→ **Data for review**:
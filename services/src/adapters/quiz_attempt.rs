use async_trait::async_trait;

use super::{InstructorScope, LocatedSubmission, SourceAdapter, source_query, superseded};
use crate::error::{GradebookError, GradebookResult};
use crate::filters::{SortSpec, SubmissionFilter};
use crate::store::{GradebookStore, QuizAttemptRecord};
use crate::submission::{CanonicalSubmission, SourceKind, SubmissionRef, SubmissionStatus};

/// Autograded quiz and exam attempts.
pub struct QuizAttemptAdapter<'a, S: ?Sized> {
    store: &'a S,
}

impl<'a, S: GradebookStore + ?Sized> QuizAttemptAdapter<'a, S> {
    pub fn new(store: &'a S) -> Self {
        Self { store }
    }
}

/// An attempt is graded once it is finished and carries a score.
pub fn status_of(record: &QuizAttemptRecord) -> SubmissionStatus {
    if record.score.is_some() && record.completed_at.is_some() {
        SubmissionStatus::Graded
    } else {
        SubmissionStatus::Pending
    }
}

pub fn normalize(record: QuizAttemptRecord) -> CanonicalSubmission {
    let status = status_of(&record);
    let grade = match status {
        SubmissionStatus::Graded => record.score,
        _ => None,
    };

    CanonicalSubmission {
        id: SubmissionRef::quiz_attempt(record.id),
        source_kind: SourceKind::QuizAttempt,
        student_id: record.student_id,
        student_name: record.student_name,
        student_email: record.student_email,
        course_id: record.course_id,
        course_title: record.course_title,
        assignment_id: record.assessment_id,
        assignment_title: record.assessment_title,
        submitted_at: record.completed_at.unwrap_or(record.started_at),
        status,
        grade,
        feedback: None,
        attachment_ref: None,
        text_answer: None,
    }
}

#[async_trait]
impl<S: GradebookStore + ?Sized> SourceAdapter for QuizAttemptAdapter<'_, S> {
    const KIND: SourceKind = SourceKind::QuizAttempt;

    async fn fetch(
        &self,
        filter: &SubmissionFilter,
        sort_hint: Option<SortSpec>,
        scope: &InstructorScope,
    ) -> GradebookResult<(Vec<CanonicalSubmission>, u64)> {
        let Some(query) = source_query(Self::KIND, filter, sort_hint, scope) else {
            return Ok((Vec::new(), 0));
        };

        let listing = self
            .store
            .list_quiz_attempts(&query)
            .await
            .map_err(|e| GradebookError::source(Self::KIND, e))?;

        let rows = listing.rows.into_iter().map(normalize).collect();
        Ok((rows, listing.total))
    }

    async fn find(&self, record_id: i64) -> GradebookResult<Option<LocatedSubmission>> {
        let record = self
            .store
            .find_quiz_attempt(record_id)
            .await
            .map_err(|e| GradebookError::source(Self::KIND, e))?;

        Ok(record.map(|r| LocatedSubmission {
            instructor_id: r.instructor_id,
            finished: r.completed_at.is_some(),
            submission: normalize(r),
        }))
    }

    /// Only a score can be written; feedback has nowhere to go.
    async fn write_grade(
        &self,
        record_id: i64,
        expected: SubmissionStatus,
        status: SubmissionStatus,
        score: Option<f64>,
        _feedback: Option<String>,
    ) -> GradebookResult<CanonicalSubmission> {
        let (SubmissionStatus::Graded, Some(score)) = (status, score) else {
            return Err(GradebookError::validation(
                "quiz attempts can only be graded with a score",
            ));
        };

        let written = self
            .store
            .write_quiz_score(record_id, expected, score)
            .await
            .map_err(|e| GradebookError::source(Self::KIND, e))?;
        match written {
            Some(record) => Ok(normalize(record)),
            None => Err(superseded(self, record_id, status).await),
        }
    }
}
* * *
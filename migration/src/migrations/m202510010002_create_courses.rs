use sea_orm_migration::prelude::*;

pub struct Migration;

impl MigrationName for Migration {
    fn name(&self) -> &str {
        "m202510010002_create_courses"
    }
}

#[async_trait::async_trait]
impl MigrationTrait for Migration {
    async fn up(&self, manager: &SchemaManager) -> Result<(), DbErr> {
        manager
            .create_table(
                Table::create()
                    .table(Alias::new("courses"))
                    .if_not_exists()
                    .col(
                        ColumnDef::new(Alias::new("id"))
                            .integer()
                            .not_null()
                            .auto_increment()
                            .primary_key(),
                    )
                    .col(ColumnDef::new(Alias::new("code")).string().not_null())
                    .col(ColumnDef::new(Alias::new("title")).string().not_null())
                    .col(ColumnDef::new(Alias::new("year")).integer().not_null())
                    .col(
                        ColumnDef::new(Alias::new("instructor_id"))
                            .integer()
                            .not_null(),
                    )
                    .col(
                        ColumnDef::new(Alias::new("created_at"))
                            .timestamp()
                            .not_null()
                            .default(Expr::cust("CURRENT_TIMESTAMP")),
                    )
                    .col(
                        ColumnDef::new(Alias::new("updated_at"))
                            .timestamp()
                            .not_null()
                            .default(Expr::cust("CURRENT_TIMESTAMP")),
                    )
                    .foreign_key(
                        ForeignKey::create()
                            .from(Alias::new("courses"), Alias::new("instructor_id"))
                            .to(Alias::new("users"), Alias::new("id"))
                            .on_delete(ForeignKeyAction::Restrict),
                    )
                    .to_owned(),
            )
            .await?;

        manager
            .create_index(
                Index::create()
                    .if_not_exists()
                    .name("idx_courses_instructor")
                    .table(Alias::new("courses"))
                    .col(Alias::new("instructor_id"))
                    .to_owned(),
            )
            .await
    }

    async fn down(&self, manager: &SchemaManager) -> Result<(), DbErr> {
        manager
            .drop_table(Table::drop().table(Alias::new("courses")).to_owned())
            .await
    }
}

→ **Instructions for the task**: Filter the entries above down to the lines containing the word "written".

→ **Answer section**:
    /// Only a score can be written; feedback has nowhere to go.
        let written = self
        match written {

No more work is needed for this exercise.